When an approach is too ceremonial(read: tedious), we tend to forego that approach, we tend to use the duct tape approach, e.g., we tend to use ViewData/ViewBag, Session


What we really don't want is a view model that is just being used on one part of the system only, yet it pollutes the global namespace; classes in global namespace tends to give the illusion that a view model is very reusable. We wanted that ad hoc view model to be local on one part of the system only, that is that view model should be visible on that part only.


Without further ado, just declare the ViewModel right on the controller only

public class HomeController : Controller
{

    public ActionResult Index()
    {

        var people = new[]
            {
                new Person { Firstname = "Ely", Lastname = "Buendia"},
                new Person { Firstname = "Raymund", Lastname = "Marasigan"},
                new Person { Firstname = "Buddy", Lastname = "Zabala"},
                new Person { Firstname = "Marcus", Lastname = "Adoro"},
            };


        var band = new Band
            {
                BandName = "Eraserheads",
                Members = people
            };
        
        return View(band);

    } // Index Action


    public class Band
    {
        public string BandName { get; set; }
        public IEnumerable<Person> Members { get; set; }
    }

} //Home Controller



View:


@model TestAdhocViewModel.Controllers.HomeController.Band

 
@Model.BandName

 
<table>        
    @foreach (var p in Model.Members)
    {
        <tr>
            <td>@p.Firstname</td>
            <td>@p.Lastname</td>
        </tr>
    }
</table>


If it still feels like you violated a contract between your controller and view, as there's a big impact on your code when the shape of your object changes, i.e., the code changed to: foreach(var p in Model.Members) instead of retaining the old code: foreach(var p in Model), and you wanted a lesser change in your code, tap the features of your language. In C#, you can provide an enumerator for your class instance. Redefine your class to this:


public class Band : IEnumerable<Person>
{
    public string BandName { get; set; }
    // using internal, Members property is accessible to controller only, is not visible on views
    internal IEnumerable<Person> Members { get; set; }

    public IEnumerator<Person> GetEnumerator() { return Members.GetEnumerator(); }
    IEnumerator IEnumerable.GetEnumerator() { return GetEnumerator(); }
}

With that, you can use the old code on foreach, i.e., you can just use the Model directly on foreach:


@model TestAdhocViewModel.Controllers.HomeController.Band

 
@Model.BandName

 
<table>        
    @foreach (var p in Model)
    {
        <tr>
            <td>@p.Firstname</td>
            <td>@p.Lastname</td>
        </tr>
    }
</table>


For single object, you can apply the same concept above, just use inheritance, if you have this code..
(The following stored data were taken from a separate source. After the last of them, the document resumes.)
//! # Batch Compression Driver
//!
//! Orchestrates a run: discovers source files under the given paths, pipes
//! each one through the matching external tool, and writes the minified
//! result back in place.
//!
//! ## Flow per file:
//! 1. read under the active charset
//! 2. invoke the JS compiler (with unicode escaping) or the CSS compressor
//! 3. overwrite the original only after the invocation fully succeeded
//!
//! Each file is an independent transaction: a failure is reported with its
//! diagnostic and the batch moves on. Nothing aborts the run once it has
//! started; the summary carries the error count. Files are processed
//! sequentially - the only concurrency lives inside a single tool
//! invocation's pipe handling.

use crate::{
    charset::Charset,
    config::Config,
    error::CompressError,
    file_manager::{FileKind, FileManager},
    progress::{CompressStats, ProgressManager},
    tool::ToolSpec,
};
use anyhow::Result;
use std::path::{Path, PathBuf};
use tracing::{debug, error, info, warn};

/// Batch driver composing the walker, the file I/O and the tool pipeline
pub struct AssetCompressor {
    config: Config,
    charset: Charset,
    js_tool: ToolSpec,
    css_tool: ToolSpec,
}

impl AssetCompressor {
    /// Build a driver from a validated configuration.
    ///
    /// The charset is resolved here, before any file I/O, and stays fixed
    /// for the whole run. The two tool specs are constructed once and never
    /// change.
    pub fn new(config: Config) -> Result<Self> {
        config.validate()?;
        let charset = Charset::resolve(&config.charset)?;
        let js_tool = ToolSpec::javascript(config.js_tool.clone(), charset);
        let css_tool = ToolSpec::stylesheet(config.css_tool.clone(), charset);

        Ok(Self {
            config,
            charset,
            js_tool,
            css_tool,
        })
    }

    /// Compress everything reachable from the given paths.
    pub async fn run(&self, paths: &[PathBuf]) -> Result<CompressStats> {
        info!("use charset: {}", self.charset.name());

        let mut files = Vec::new();
        for path in paths {
            if !path.exists() {
                warn!("path does not exist, skipping: {}", path.display());
                continue;
            }
            if path.is_dir() {
                info!("search in dir: {}", path.display());
            }
            files.extend(FileManager::find_source_files(path));
        }

        info!("found {} files to examine", files.len());

        let progress = ProgressManager::new(files.len() as u64);
        let mut stats = CompressStats::new();

        for (path, kind) in files {
            self.process_entry(&path, kind, &mut stats).await;
            progress.update(&path.file_name().unwrap_or_default().to_string_lossy());
        }

        progress.finish(&stats.format_summary());
        Ok(stats)
    }

    /// Handle one walker entry, isolating any failure to this file.
    async fn process_entry(&self, path: &Path, kind: FileKind, stats: &mut CompressStats) {
        match kind {
            FileKind::Skip => {
                if self.config.report_skipped {
                    info!("skip file: {}", path.display());
                } else {
                    debug!("skip file: {}", path.display());
                }
                stats.add_skipped();
            }
            FileKind::Compile => {
                info!("compile js: {}", path.display());
                match self.minify_file(path, &self.js_tool).await {
                    Ok((original, minified)) => {
                        info!("success compile file {}", path.display());
                        stats.add_compiled(original, minified);
                    }
                    Err(e) => {
                        error!("failed compile file {}: {}", path.display(), e);
                        stats.add_error();
                    }
                }
            }
            FileKind::Compress => {
                info!("compress css: {}", path.display());
                match self.minify_file(path, &self.css_tool).await {
                    Ok((original, minified)) => {
                        info!("success compress file {}", path.display());
                        stats.add_compressed(original, minified);
                    }
                    Err(e) => {
                        error!("failed compress file {}: {}", path.display(), e);
                        stats.add_error();
                    }
                }
            }
        }
    }

    /// Read, invoke, write back. The write only happens after the tool
    /// invocation fully succeeded, so a failure leaves the source untouched.
    async fn minify_file(&self, path: &Path, tool: &ToolSpec) -> Result<(u64, u64), CompressError> {
        let source = FileManager::read_text(path, self.charset).await?;
        let minified = tool.run(&source, self.charset).await?;

        if self.config.dry_run {
            debug!("dry run: not writing {}", path.display());
        } else {
            FileManager::write_text(path, &minified, self.charset).await?;
        }

        Ok((source.len() as u64, minified.len() as u64))
    }
}
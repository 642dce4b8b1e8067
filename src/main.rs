//! # Asset Compressor - Main Entry Point
//!
//! ## Execution flow:
//! 1. Parse CLI arguments (paths, charset, tool locations, flags)
//! 2. Configure logging (INFO, or DEBUG with --verbose)
//! 3. Build and validate the Config
//! 4. Run the batch compressor over every given path
//! 5. Print the summary; the exit code is 0 even when individual files
//!    failed - per-file outcomes are reported, the batch always completes
//!
//! ## Usage:
//! ```bash
//! asset-compressor ./static ./themes --charset utf-8 --verbose
//! ```

use anyhow::Result;
use clap::Parser;
use std::path::PathBuf;
use tracing::info;

use asset_compressor::{AssetCompressor, Config};

#[derive(Parser)]
#[command(name = "asset-compressor")]
#[command(about = "Minify JS/CSS trees in place via external compressor tools")]
struct Args {
    /// Files or directories to compress recursively
    #[arg(required = true)]
    paths: Vec<PathBuf>,

    /// Charset for all file and tool I/O (a WHATWG encoding label)
    #[arg(long, default_value = "utf-8")]
    charset: String,

    /// JavaScript compiler executable (.jar is run via java -jar)
    #[arg(long, default_value = "closure.jar")]
    js_tool: PathBuf,

    /// CSS compressor executable (.jar is run via java -jar)
    #[arg(long, default_value = "yui.jar")]
    css_tool: PathBuf,

    /// Invoke the tools but don't overwrite any file
    #[arg(long)]
    dry_run: bool,

    /// Report skipped files at info level
    #[arg(long)]
    report_skipped: bool,

    /// Verbose logging
    #[arg(short, long)]
    verbose: bool,
}

#[tokio::main]
async fn main() -> Result<()> {
    let args = Args::parse();

    // Initialize logging
    let subscriber = tracing_subscriber::fmt()
        .with_max_level(if args.verbose {
            tracing::Level::DEBUG
        } else {
            tracing::Level::INFO
        })
        .finish();

    tracing::subscriber::set_global_default(subscriber)?;

    let config = Config {
        charset: args.charset,
        js_tool: args.js_tool,
        css_tool: args.css_tool,
        dry_run: args.dry_run,
        report_skipped: args.report_skipped,
    };

    info!(
        "work in dir: {}",
        std::env::current_dir()?.display()
    );

    let compressor = AssetCompressor::new(config)?;
    let stats = compressor.run(&args.paths).await?;

    println!("{}", stats.format_summary());

    Ok(())
}
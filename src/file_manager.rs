//! # File Management Module
//!
//! File discovery, classification and charset-aware text I/O.
//!
//! ## Responsibilities:
//! - Recursive discovery of source files under one or more paths
//! - Classification by filename suffix (compile JS / compress CSS / skip)
//! - Full-file text reads and destructive overwrites under the active charset
//! - Human-readable size formatting for the run summary
//!
//! ## Selection policy:
//! - `*.js` but not `*-min.js` -> compile (JavaScript tool)
//! - `*.css` but not `*-min.css` -> compress (CSS tool)
//! - everything else -> skip
//!
//! Matching is case-insensitive and re-derived on every traversal. Already
//! minified outputs (`-min` suffix) are never fed back through a tool.
//!
//! ## Example:
//! ```rust,ignore
//! let files = FileManager::find_source_files(Path::new("assets"));
//! for (path, kind) in files {
//!     if kind == FileKind::Compile {
//!         // pipe through the JS tool
//!     }
//! }
//! ```

use crate::charset::Charset;
use crate::error::CompressError;
use std::path::{Path, PathBuf};
use tokio::fs;
use walkdir::WalkDir;

/// Classification of a discovered file
#[derive(Debug, Clone, Copy, PartialEq, Eq)]
pub enum FileKind {
    /// JavaScript source, piped through the JS compiler
    Compile,
    /// CSS source, piped through the CSS compressor
    Compress,
    /// Not a compression target
    Skip,
}

/// Manages file discovery and charset-aware file operations
pub struct FileManager;

impl FileManager {
    /// Classify a filename by suffix, case-insensitively
    pub fn classify(file_name: &str) -> FileKind {
        let name = file_name.to_lowercase();
        if name.ends_with(".js") && !name.ends_with("-min.js") {
            FileKind::Compile
        } else if name.ends_with(".css") && !name.ends_with("-min.css") {
            FileKind::Compress
        } else {
            FileKind::Skip
        }
    }

    /// Recursively enumerate a path and classify every regular file.
    ///
    /// A regular-file argument yields its single classified pair; a directory
    /// yields the union of its entries, depth-first, unbounded depth. Entry
    /// order is whatever the filesystem reports. Symlinks are not followed,
    /// matching the traversal's lack of a cycle guard.
    pub fn find_source_files(path: &Path) -> Vec<(PathBuf, FileKind)> {
        WalkDir::new(path)
            .into_iter()
            .filter_map(|e| e.ok())
            .filter(|e| e.file_type().is_file())
            .map(|e| {
                let kind = Self::classify(&e.file_name().to_string_lossy());
                (e.into_path(), kind)
            })
            .collect()
    }

    /// Read a file fully and decode it under the active charset
    pub async fn read_text(path: &Path, charset: Charset) -> Result<String, CompressError> {
        if path.is_dir() {
            return Err(CompressError::FileRead {
                path: path.to_path_buf(),
                reason: "is a directory".to_string(),
            });
        }
        let bytes = fs::read(path).await.map_err(|e| CompressError::FileRead {
            path: path.to_path_buf(),
            reason: e.to_string(),
        })?;
        charset.decode(&bytes).ok_or_else(|| CompressError::FileRead {
            path: path.to_path_buf(),
            reason: format!("not valid {}", charset.name()),
        })
    }

    /// Overwrite a file's full contents, encoded under the active charset.
    ///
    /// Destructive, no backup: callers only reach this after the read and
    /// the tool invocation both succeeded.
    pub async fn write_text(path: &Path, text: &str, charset: Charset) -> Result<(), CompressError> {
        if path.is_dir() {
            return Err(CompressError::FileWrite {
                path: path.to_path_buf(),
                reason: "is a directory".to_string(),
            });
        }
        fs::write(path, charset.encode(text))
            .await
            .map_err(|e| CompressError::FileWrite {
                path: path.to_path_buf(),
                reason: e.to_string(),
            })
    }

    /// Get human-readable file size
    pub fn format_size(size: u64) -> String {
        const UNITS: &[&str] = &["B", "KB", "MB", "GB", "TB"];
        let mut size = size as f64;
        let mut unit_index = 0;

        while size >= 1024.0 && unit_index < UNITS.len() - 1 {
            size /= 1024.0;
            unit_index += 1;
        }

        if unit_index == 0 {
            format!("{} {}", size as u64, UNITS[unit_index])
        } else {
            format!("{:.2} {}", size, UNITS[unit_index])
        }
    }
}

#[cfg(test)]
mod tests {
    use super::*;
    use std::collections::HashMap;
    use tempfile::TempDir;

    #[test]
    fn test_classify_suffixes() {
        assert_eq!(FileManager::classify("app.js"), FileKind::Compile);
        assert_eq!(FileManager::classify("app.css"), FileKind::Compress);
        assert_eq!(FileManager::classify("app-min.js"), FileKind::Skip);
        assert_eq!(FileManager::classify("app-min.css"), FileKind::Skip);
        assert_eq!(FileManager::classify("readme.txt"), FileKind::Skip);
        assert_eq!(FileManager::classify("js"), FileKind::Skip);
    }

    #[test]
    fn test_classify_is_case_insensitive() {
        assert_eq!(FileManager::classify("Foo.JS"), FileKind::Compile);
        assert_eq!(FileManager::classify("foo.js"), FileKind::Compile);
        assert_eq!(FileManager::classify("FOO.js"), FileKind::Compile);
        assert_eq!(FileManager::classify("STYLE.CSS"), FileKind::Compress);
        assert_eq!(FileManager::classify("APP-MIN.JS"), FileKind::Skip);
    }

    #[test]
    fn test_find_source_files_classifies_tree() {
        let temp_dir = TempDir::new().unwrap();
        let root = temp_dir.path();
        std::fs::write(root.join("a.js"), "var a;").unwrap();
        std::fs::write(root.join("b-min.js"), "var b;").unwrap();
        std::fs::write(root.join("c.css"), "body{}").unwrap();
        std::fs::write(root.join("d.txt"), "notes").unwrap();
        std::fs::create_dir(root.join("empty")).unwrap();

        let found: HashMap<String, FileKind> = FileManager::find_source_files(root)
            .into_iter()
            .map(|(p, k)| (p.file_name().unwrap().to_string_lossy().into_owned(), k))
            .collect();

        assert_eq!(found.len(), 4);
        assert_eq!(found["a.js"], FileKind::Compile);
        assert_eq!(found["b-min.js"], FileKind::Skip);
        assert_eq!(found["c.css"], FileKind::Compress);
        assert_eq!(found["d.txt"], FileKind::Skip);
    }

    #[test]
    fn test_find_source_files_recurses_and_accepts_single_file() {
        let temp_dir = TempDir::new().unwrap();
        let root = temp_dir.path();
        std::fs::create_dir_all(root.join("nested/deep")).unwrap();
        std::fs::write(root.join("nested/deep/x.js"), "var x;").unwrap();

        let found = FileManager::find_source_files(root);
        assert_eq!(found.len(), 1);
        assert_eq!(found[0].1, FileKind::Compile);

        let single = FileManager::find_source_files(&root.join("nested/deep/x.js"));
        assert_eq!(single.len(), 1);
        assert_eq!(single[0].1, FileKind::Compile);
    }

    #[tokio::test]
    async fn test_read_write_text_roundtrip() {
        let temp_dir = TempDir::new().unwrap();
        let path = temp_dir.path().join("app.js");
        let charset = Charset::default();

        FileManager::write_text(&path, "var café = 1;", charset)
            .await
            .unwrap();
        let text = FileManager::read_text(&path, charset).await.unwrap();
        assert_eq!(text, "var café = 1;");
    }

    #[tokio::test]
    async fn test_read_text_errors() {
        let temp_dir = TempDir::new().unwrap();
        let charset = Charset::default();

        let missing = FileManager::read_text(&temp_dir.path().join("nope.js"), charset).await;
        assert!(matches!(missing, Err(CompressError::FileRead { .. })));

        let dir = FileManager::read_text(temp_dir.path(), charset).await;
        assert!(matches!(dir, Err(CompressError::FileRead { .. })));

        let bad = temp_dir.path().join("bad.js");
        std::fs::write(&bad, [0xffu8, 0xfe, 0xfd]).unwrap();
        let undecodable = FileManager::read_text(&bad, charset).await;
        assert!(matches!(undecodable, Err(CompressError::FileRead { .. })));
    }

    #[tokio::test]
    async fn test_write_text_rejects_directory() {
        let temp_dir = TempDir::new().unwrap();
        let result = FileManager::write_text(temp_dir.path(), "x", Charset::default()).await;
        assert!(matches!(result, Err(CompressError::FileWrite { .. })));
    }

    #[test]
    fn test_format_size() {
        assert_eq!(FileManager::format_size(512), "512 B");
        assert_eq!(FileManager::format_size(2048), "2.00 KB");
    }
}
public ViewResult Detail(int id)
{
    var p = new Person
        {
            Firstname = "Ely",
            Lastname = "Buendia"
        };
    
    return View(qp);
} 

View:
@model TestAdhocViewModel.Models.Person

 
<p>Firstname: @Model.Firstname</p>
<p>Lastname: @Model.Lastname</p>


..and you wanted just to bring another information to view, create a derived class inside the controller and inherit the existing Model/ViewModel:

public class HomeController : Controller
{
    public ViewResult Detail(int id)
    {
        var p = new Person
            {
                Firstname = "Ely",
                Lastname = "Buendia"
            };
        var qp = new QualifiedPerson();
        qp.Firstname = p.Firstname;
        qp.Lastname = p.Lastname;
        qp.IsQualified = true;
        
        return View(qp);
    } 

    public class QualifiedPerson : Person
    {
        public bool IsQualified { get; set; }
    }
    
} //Home Controller

This is now your view with minimal modification, just change the model on model directive:


@model TestAdhocViewModel.Controllers.HomeController.QualifiedPerson
 
<p>Firstname: @Model.Firstname</p>  @* Look Ma! No Changes! *@
<p>Lastname: @Model.Lastname</p> @* Look Pa! No Changes! *@
<p>Qualified: @Model.IsQualified</p>

Assigning each values from base class to derived class is tedious though. Just use the awesome ValueInjecter, a.k.a. Omu Value Injecter



public class HomeController : Controller
{
    public ViewResult Detail(int id)
    {
        var p = new Person
            {
                Firstname = "Ely",
                Lastname = "Buendia"
            };
        var qp = new QualifiedPerson();
        qp.InjectFrom(p);
 
        qp.IsQualified = true;

        return View(qp);
    } 

    public class QualifiedPerson : Person
    {
        public bool IsQualified { get; set; }
    }
    
} //Home Controller


Then just use the InjectFrom extension method to copy the values from base class to derived class


Another beauty of placing the new information to their adhoc model/viewmodel, when the model/viewmodel doesn't feel adhocly anymore (e.g., it can be reused, merging multiple model/viewmodel service calls into one), it's easy to move that model/viewmodel to global namespace (e.g., to WCF), and it will only incur minimal adjustments to your controller and view. Contrast that to passing your related information to view in a non-cohesive manner, i.e., some of the info are in model/viewmodel and some are in ViewData/ViewBag, it will incur more adjustments to your code to use the refactored related info. Use ViewData and ViewBag sparingly.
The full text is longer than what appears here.